With adjoint == true, the output of the algorithm can therefore be represented by (A^{T})^{-1}.

Algorithm formulation:

This operation uses LU decomposition with partial pivoting to compute the inverse (or adjoint) matrix.

Note

LU decomposition decomposes matrix \(A\) into 2 matrices \(L\) and \(U\), where \(L\) is the lower triangular matrix with all diagonal elements equal to 1 and \(U\) is the upper triangular matrix.

\[A = L \cdot U\]
\[det(A) = det(L) * det(U) = 1 * det(U) = det(U)\]

Note

To compute the inverse of \(A\), given its LU decomposition, it is enough to solve a set of n simple linear equations. A simple linear equation is of the form \(Ax=b\), where x and b are vectors, and x is the solution of the equation. The goal is to compute x, such that it is the i-th column of matrix \(A^{-1}\). To do so, let b be a vector of zeros, except for i-th spot that has a value of one (Then b is an i-th column of matrix I). It is easy to notice that the x-vectors create the matrix \(A^{-1}\), and the b-vectors create the Identity matrix.

\[A \cdot A^{-1} = I \implies A^{-1} = [x_1 \& x_2 \& ... \& x_n], A \cdot x_i = b_i, b_i \in col_i(I)\]

Note

Using the LU decomposition, the simple linear equation can be replaced by two, even simpler linear equations.

\[A \cdot x = b \iff L \cdot U \cdot x = b \iff L \cdot y = b, U \cdot x = y\]

Algorithm pseudocode:

  1. Start with original matrix \(A\).
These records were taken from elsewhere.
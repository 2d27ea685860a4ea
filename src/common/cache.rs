use std::collections::HashMap;
use std::sync::RwLock;
use std::time::{Duration, Instant};
use anchor_client::solana_sdk::pubkey::Pubkey;
use lazy_static::lazy_static;

use crate::dex::PoolDescriptor;

/// TTL cache entry that stores a value with an expiration time
pub struct CacheEntry<T> {
    pub value: T,
    pub expires_at: Instant,
}

impl<T> CacheEntry<T> {
    pub fn new(value: T, ttl: Duration) -> Self {
        Self {
            value,
            expires_at: Instant::now() + ttl,
        }
    }

    pub fn is_expired(&self) -> bool {
        Instant::now() > self.expires_at
    }
}

/// Venue-migration status cache, keyed by mint.
///
/// Only successful resolutions are inserted; a failed probe is never cached
/// so the next call re-checks. Expired entries are dropped on read.
pub struct MigrationCache {
    entries: RwLock<HashMap<Pubkey, CacheEntry<bool>>>,
    default_ttl: Duration,
}

impl MigrationCache {
    pub fn new(default_ttl: Duration) -> Self {
        Self {
            entries: RwLock::new(HashMap::new()),
            default_ttl,
        }
    }

    pub fn get(&self, mint: &Pubkey) -> Option<bool> {
        {
            let entries = self.entries.read().unwrap();
            match entries.get(mint) {
                Some(entry) if !entry.is_expired() => return Some(entry.value),
                Some(_) => {}
                None => return None,
            }
        }
        self.entries.write().unwrap().remove(mint);
        None
    }

    pub fn insert(&self, mint: Pubkey, migrated: bool, ttl: Option<Duration>) {
        let ttl = ttl.unwrap_or(self.default_ttl);
        let mut entries = self.entries.write().unwrap();
        entries.insert(mint, CacheEntry::new(migrated, ttl));
    }

    pub fn invalidate(&self, mint: &Pubkey) {
        let mut entries = self.entries.write().unwrap();
        entries.remove(mint);
    }

    pub fn clear_expired(&self) {
        let mut entries = self.entries.write().unwrap();
        entries.retain(|_, entry| !entry.is_expired());
    }

    pub fn size(&self) -> usize {
        let entries = self.entries.read().unwrap();
        entries.len()
    }
}

/// Pool descriptor cache, keyed by mint. Same shape as [`MigrationCache`];
/// entries are replaced on expiry or invalidated after a failed swap.
pub struct PoolDescriptorCache {
    entries: RwLock<HashMap<Pubkey, CacheEntry<PoolDescriptor>>>,
    default_ttl: Duration,
}

impl PoolDescriptorCache {
    pub fn new(default_ttl: Duration) -> Self {
        Self {
            entries: RwLock::new(HashMap::new()),
            default_ttl,
        }
    }

    pub fn get(&self, mint: &Pubkey) -> Option<PoolDescriptor> {
        {
            let entries = self.entries.read().unwrap();
            match entries.get(mint) {
                Some(entry) if !entry.is_expired() => return Some(entry.value.clone()),
                Some(_) => {}
                None => return None,
            }
        }
        self.entries.write().unwrap().remove(mint);
        None
    }

    pub fn insert(&self, mint: Pubkey, pool: PoolDescriptor, ttl: Option<Duration>) {
        let ttl = ttl.unwrap_or(self.default_ttl);
        let mut entries = self.entries.write().unwrap();
        entries.insert(mint, CacheEntry::new(pool, ttl));
    }

    pub fn invalidate(&self, mint: &Pubkey) {
        let mut entries = self.entries.write().unwrap();
        entries.remove(mint);
    }

    pub fn clear_expired(&self) {
        let mut entries = self.entries.write().unwrap();
        entries.retain(|_, entry| !entry.is_expired());
    }

    pub fn size(&self) -> usize {
        let entries = self.entries.read().unwrap();
        entries.len()
    }
}

// Global cache instances. Both venues keep state for 5 minutes; a mint that
// migrates mid-session is picked up after expiry or explicit invalidation.
lazy_static! {
    pub static ref MIGRATION_CACHE: MigrationCache =
        MigrationCache::new(Duration::from_secs(300));
    pub static ref POOL_CACHE: PoolDescriptorCache =
        PoolDescriptorCache::new(Duration::from_secs(300));
}
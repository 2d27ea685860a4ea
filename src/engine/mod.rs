//! Batch swap orchestration.

pub mod swap;

pub use swap::{SwapEngine, BatchReport, SellSkip, WalletHolding};
use chrono::Utc;

use adboard::domain::ad::NewAd;
use adboard::domain::category::Category;
use adboard::domain::types::{CityName, ImageUrl, PhoneNumber, StreetAddress};
use adboard::repository::{
    AdListQuery, AdReader, AdSortOrder, AdWriter, DieselRepository,
};

mod common;

fn new_ad(phone: &str, city: &str, category: Category) -> NewAd {
    NewAd {
        phone: PhoneNumber::new(phone).expect("valid phone"),
        city: CityName::new(city).expect("valid city"),
        address: None,
        category,
        image_url: None,
        created_at: Utc::now().naive_utc(),
    }
}

#[test]
fn create_and_list_round_trips_fields() {
    let test_db = common::TestDb::new();
    let repo = DieselRepository::new(test_db.pool());

    let mut ad = new_ad("+15551234567", "NYC", Category::Food);
    ad.address = Some(StreetAddress::new("5th Avenue").expect("valid address"));
    ad.image_url = Some(ImageUrl::new("/media/abc.png").expect("valid url"));
    repo.create_ad(&ad).expect("should create ad");

    let ads = repo.list_ads(AdListQuery::default()).expect("should list");
    assert_eq!(ads.len(), 1);
    assert_eq!(ads[0].phone.as_str(), "+15551234567");
    assert_eq!(ads[0].city.as_str(), "NYC");
    assert_eq!(
        ads[0].address.as_ref().map(|a| a.as_str()),
        Some("5th Avenue")
    );
    assert_eq!(ads[0].category.as_str(), "food");
    assert_eq!(
        ads[0].image_url.as_ref().map(|u| u.as_str()),
        Some("/media/abc.png")
    );
}

#[test]
fn missing_image_round_trips_as_none() {
    let test_db = common::TestDb::new();
    let repo = DieselRepository::new(test_db.pool());

    repo.create_ad(&new_ad("+15551234567", "NYC", Category::Food))
        .expect("should create ad");

    let ads = repo.list_ads(AdListQuery::default()).expect("should list");
    assert!(ads[0].image_url.is_none());
    assert!(ads[0].address.is_none());
}

#[test]
fn count_ads_by_phone_only_counts_that_phone() {
    let test_db = common::TestDb::new();
    let repo = DieselRepository::new(test_db.pool());

    let phone = PhoneNumber::new("+15551234567").expect("valid phone");
    repo.create_ad(&new_ad("+15551234567", "NYC", Category::Food))
        .expect("should create ad");
    repo.create_ad(&new_ad("+15551234567", "Boston", Category::Sports))
        .expect("should create ad");
    repo.create_ad(&new_ad("+447911123456", "London", Category::Food))
        .expect("should create ad");

    assert_eq!(repo.count_ads_by_phone(&phone).expect("should count"), 2);

    let other = PhoneNumber::new("+33612345678").expect("valid phone");
    assert_eq!(repo.count_ads_by_phone(&other).expect("should count"), 0);
}

#[test]
fn city_filter_is_case_insensitive_and_anchored() {
    let test_db = common::TestDb::new();
    let repo = DieselRepository::new(test_db.pool());

    repo.create_ad(&new_ad("+15551234567", "Paris", Category::Food))
        .expect("should create ad");
    repo.create_ad(&new_ad("+15559876543", "paris", Category::Sports))
        .expect("should create ad");
    repo.create_ad(&new_ad("+15550001111", "Parish", Category::Food))
        .expect("should create ad");

    let lower = repo
        .list_ads(AdListQuery::default().city("paris"))
        .expect("should list");
    let upper = repo
        .list_ads(AdListQuery::default().city("PARIS"))
        .expect("should list");

    assert_eq!(lower.len(), 2);
    assert_eq!(
        lower.iter().map(|ad| ad.id).collect::<Vec<_>>(),
        upper.iter().map(|ad| ad.id).collect::<Vec<_>>()
    );
    assert!(lower.iter().all(|ad| ad.city.as_str().len() == 5));
}

#[test]
fn sort_orders_by_created_at() {
    let test_db = common::TestDb::new();
    let repo = DieselRepository::new(test_db.pool());

    let mut first = new_ad("+15551234567", "NYC", Category::Food);
    first.created_at = chrono::DateTime::from_timestamp(100, 0)
        .expect("valid timestamp")
        .naive_utc();
    let mut second = new_ad("+15559876543", "Boston", Category::Food);
    second.created_at = chrono::DateTime::from_timestamp(200, 0)
        .expect("valid timestamp")
        .naive_utc();

    repo.create_ad(&first).expect("should create ad");
    repo.create_ad(&second).expect("should create ad");

    let newest = repo
        .list_ads(AdListQuery::default().sort(AdSortOrder::NewestFirst))
        .expect("should list");
    assert_eq!(newest[0].city.as_str(), "Boston");

    let oldest = repo
        .list_ads(AdListQuery::default().sort(AdSortOrder::OldestFirst))
        .expect("should list");
    assert_eq!(oldest[0].city.as_str(), "NYC");
}
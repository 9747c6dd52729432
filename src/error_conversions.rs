//! Error conversion glue between the form layer and the service layer.

use crate::domain::types::TypeConstraintError;
use crate::forms::ads::SubmitAdFormError;
use crate::repository::errors::RepositoryError;
use crate::services::ServiceError;

impl From<TypeConstraintError> for ServiceError {
    fn from(val: TypeConstraintError) -> Self {
        ServiceError::Validation(val.to_string())
    }
}

impl From<TypeConstraintError> for RepositoryError {
    fn from(val: TypeConstraintError) -> Self {
        RepositoryError::Validation(val.to_string())
    }
}

impl From<SubmitAdFormError> for ServiceError {
    fn from(val: SubmitAdFormError) -> Self {
        match val {
            SubmitAdFormError::Upload(e) => ServiceError::Upload(e.to_string()),
            other => ServiceError::Validation(other.to_string()),
        }
    }
}
use std::fmt::{Display, Formatter};

use serde::{Deserialize, Serialize};

/// The fixed set of categories the board displays.
///
/// Labels compare case-insensitively; stored rows whose label is outside this
/// set are kept in the repository but excluded from every grouped view.
#[derive(Clone, Copy, Debug, Serialize, Deserialize, PartialEq, Eq, Hash)]
#[serde(rename_all = "lowercase")]
pub enum Category {
    Clothing,
    Sports,
    Cosmetics,
    Jewelry,
    Food,
    Electronics,
    Medical,
    Automobile,
    Education,
}

impl Category {
    /// All categories in display order.
    pub const ALL: [Category; 9] = [
        Category::Clothing,
        Category::Sports,
        Category::Cosmetics,
        Category::Jewelry,
        Category::Food,
        Category::Electronics,
        Category::Medical,
        Category::Automobile,
        Category::Education,
    ];

    pub fn as_str(&self) -> &'static str {
        match self {
            Category::Clothing => "clothing",
            Category::Sports => "sports",
            Category::Cosmetics => "cosmetics",
            Category::Jewelry => "jewelry",
            Category::Food => "food",
            Category::Electronics => "electronics",
            Category::Medical => "medical",
            Category::Automobile => "automobile",
            Category::Education => "education",
        }
    }

    /// Case-insensitive lookup; `None` for labels outside the fixed set.
    pub fn parse(label: &str) -> Option<Self> {
        match label.trim().to_ascii_lowercase().as_str() {
            "clothing" => Some(Category::Clothing),
            "sports" => Some(Category::Sports),
            "cosmetics" => Some(Category::Cosmetics),
            "jewelry" => Some(Category::Jewelry),
            "food" => Some(Category::Food),
            "electronics" => Some(Category::Electronics),
            "medical" => Some(Category::Medical),
            "automobile" => Some(Category::Automobile),
            "education" => Some(Category::Education),
            _ => None,
        }
    }

}

impl Display for Category {
    fn fmt(&self, f: &mut Formatter<'_>) -> std::fmt::Result {
        write!(f, "{}", self.as_str())
    }
}

#[cfg(test)]
mod tests {
    use super::*;

    #[test]
    fn parse_is_case_insensitive() {
        assert_eq!(Category::parse("Food"), Some(Category::Food));
        assert_eq!(Category::parse(" ELECTRONICS "), Some(Category::Electronics));
    }

    #[test]
    fn parse_rejects_unknown_labels() {
        assert_eq!(Category::parse("furniture"), None);
        assert_eq!(Category::parse(""), None);
    }

    #[test]
    fn all_labels_round_trip() {
        for category in Category::ALL {
            assert_eq!(Category::parse(category.as_str()), Some(category));
        }
    }
}
pub mod ad;
pub mod config;
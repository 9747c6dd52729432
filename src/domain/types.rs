//! Strongly-typed value objects used by domain entities.
//!
//! Domain structs should carry these wrappers instead of raw primitives so that
//! identifiers and text values are checked once, at the boundary.

use serde::{Deserialize, Serialize};
use std::fmt::{Display, Formatter};
use thiserror::Error;

/// Errors produced when attempting to construct constrained domain types.
#[derive(Debug, Error, Clone, PartialEq, Eq)]
pub enum TypeConstraintError {
    /// An identifier was zero or negative.
    #[error("{0} must be greater than zero")]
    NonPositiveId(&'static str),
    /// A string was empty or whitespace-only after trimming.
    #[error("{0} cannot be empty")]
    EmptyString(&'static str),
    /// The phone number does not match the mobile number grammar.
    #[error("phone number is not a valid mobile number")]
    InvalidPhoneNumber,
    /// Catch-all for custom validation failures.
    #[error("invalid value: {0}")]
    InvalidValue(String),
}

fn trim_and_require_non_empty<S: Into<String>>(
    value: S,
    field: &'static str,
) -> Result<String, TypeConstraintError> {
    let trimmed = value.into().trim().to_string();
    if trimmed.is_empty() {
        Err(TypeConstraintError::EmptyString(field))
    } else {
        Ok(trimmed)
    }
}

macro_rules! non_empty_string_type {
    ($(#[$docs:meta])* $name:ident, $field:literal) => {
        $(#[$docs])*
        #[derive(Clone, Debug, Serialize, Deserialize, PartialEq, Eq, Hash, PartialOrd, Ord)]
        #[serde(transparent)]
        pub struct $name(String);

        impl $name {
            /// Trims whitespace and rejects empty inputs.
            pub fn new<S: Into<String>>(value: S) -> Result<Self, TypeConstraintError> {
                trim_and_require_non_empty(value, $field).map(Self)
            }

            /// Borrow the inner string.
            pub fn as_str(&self) -> &str {
                &self.0
            }

            /// Consume the wrapper returning the owned string.
            pub fn into_inner(self) -> String {
                self.0
            }
        }

        impl Display for $name {
            fn fmt(&self, f: &mut Formatter<'_>) -> std::fmt::Result {
                write!(f, "{}", self.0)
            }
        }

        impl AsRef<str> for $name {
            fn as_ref(&self) -> &str {
                self.as_str()
            }
        }

        impl TryFrom<String> for $name {
            type Error = TypeConstraintError;

            fn try_from(value: String) -> Result<Self, Self::Error> {
                Self::new(value)
            }
        }

        impl From<$name> for String {
            fn from(value: $name) -> Self {
                value.0
            }
        }
    };
}

non_empty_string_type!(
    /// City a listing belongs to. Stored as entered; matching is
    /// case-insensitive at query time.
    CityName,
    "city"
);
non_empty_string_type!(
    /// Optional free-text street address of a listing.
    StreetAddress,
    "address"
);
non_empty_string_type!(
    /// Raw category label as persisted. May predate category validation, so
    /// it is not guaranteed to name a known [`super::category::Category`].
    CategoryLabel,
    "category"
);
non_empty_string_type!(
    /// Retrieval locator returned by the asset store for an uploaded image.
    ImageUrl,
    "image url"
);

/// Identifier of a persisted [`super::ad::Ad`].
#[derive(Clone, Copy, Debug, Serialize, Deserialize, PartialEq, Eq, Hash, PartialOrd, Ord)]
#[serde(transparent)]
pub struct AdId(i32);

impl AdId {
    pub fn new(value: i32) -> Result<Self, TypeConstraintError> {
        if value > 0 {
            Ok(Self(value))
        } else {
            Err(TypeConstraintError::NonPositiveId("ad id"))
        }
    }

    pub fn get(&self) -> i32 {
        self.0
    }
}

impl Display for AdId {
    fn fmt(&self, f: &mut Formatter<'_>) -> std::fmt::Result {
        write!(f, "{}", self.0)
    }
}

impl PartialEq<i32> for AdId {
    fn eq(&self, other: &i32) -> bool {
        self.0 == *other
    }
}

/// Contact phone number in an E.164-like mobile grammar: an optional leading
/// `+`, then 7 to 15 digits, the first of which is non-zero. Spaces, dots and
/// dashes between digits are stripped.
#[derive(Clone, Debug, Serialize, Deserialize, PartialEq, Eq, Hash, PartialOrd, Ord)]
#[serde(transparent)]
pub struct PhoneNumber(String);

impl PhoneNumber {
    pub fn new<S: Into<String>>(value: S) -> Result<Self, TypeConstraintError> {
        let raw = value.into();
        let trimmed = raw.trim();
        if trimmed.is_empty() {
            return Err(TypeConstraintError::EmptyString("phone"));
        }

        let (plus, rest) = match trimmed.strip_prefix('+') {
            Some(rest) => ("+", rest),
            None => ("", trimmed),
        };

        let digits: String = rest
            .chars()
            .filter(|c| !matches!(c, ' ' | '-' | '.'))
            .collect();

        if digits.is_empty()
            || !digits.chars().all(|c| c.is_ascii_digit())
            || !(7..=15).contains(&digits.len())
            || digits.starts_with('0')
        {
            return Err(TypeConstraintError::InvalidPhoneNumber);
        }

        Ok(Self(format!("{plus}{digits}")))
    }

    pub fn as_str(&self) -> &str {
        &self.0
    }

    pub fn into_inner(self) -> String {
        self.0
    }
}

impl Display for PhoneNumber {
    fn fmt(&self, f: &mut Formatter<'_>) -> std::fmt::Result {
        write!(f, "{}", self.0)
    }
}

impl AsRef<str> for PhoneNumber {
    fn as_ref(&self) -> &str {
        self.as_str()
    }
}

impl TryFrom<String> for PhoneNumber {
    type Error = TypeConstraintError;

    fn try_from(value: String) -> Result<Self, Self::Error> {
        Self::new(value)
    }
}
If the data type of \(A\) is not f32, convert them to f32 to avoid accumulating rounding errors.

  2. Copy initial matrix into matrix \(U\). Initialize matrix \(L\) to be the Identity matrix (zero matrix with all diagonal elements set to 1).

    • If adjoint == true, set U to be the transpose of the initial matrix, instead of a direct copy.

  3. Perform LU decomposition with partial pivoting.

    • Repeat this step for each column in the input matrix.

    • Let c be the index of the currently processed column.

    • Find the index of the row with the highest value in a given column - pivot.

    • If \(pivot \neq c\), swap the pivot and c row in \(L\). Repeat for \(U\).

    • Perform standard Gaussian elimination.

  4. To obtain the inverse, solve for each column of \(A^{-1}\) as explained above.

    • Solve linear equation \(Ly = b\) for y (forward substitution)

    • Solve linear equation \(Ux = y\) for x (backward substitution)

    • Set x as the corresponding column of the output inverse matrix \(A^{-1}\)

  5. Return the computed matrix. Convert it back from f32 to its original element type.

Attribute:

  • adjoint

    • Description: Modifies the return value of the operation. If true, the operation returns the adjoint (conjugate transpose) of the input matrices instead of finding the inverse.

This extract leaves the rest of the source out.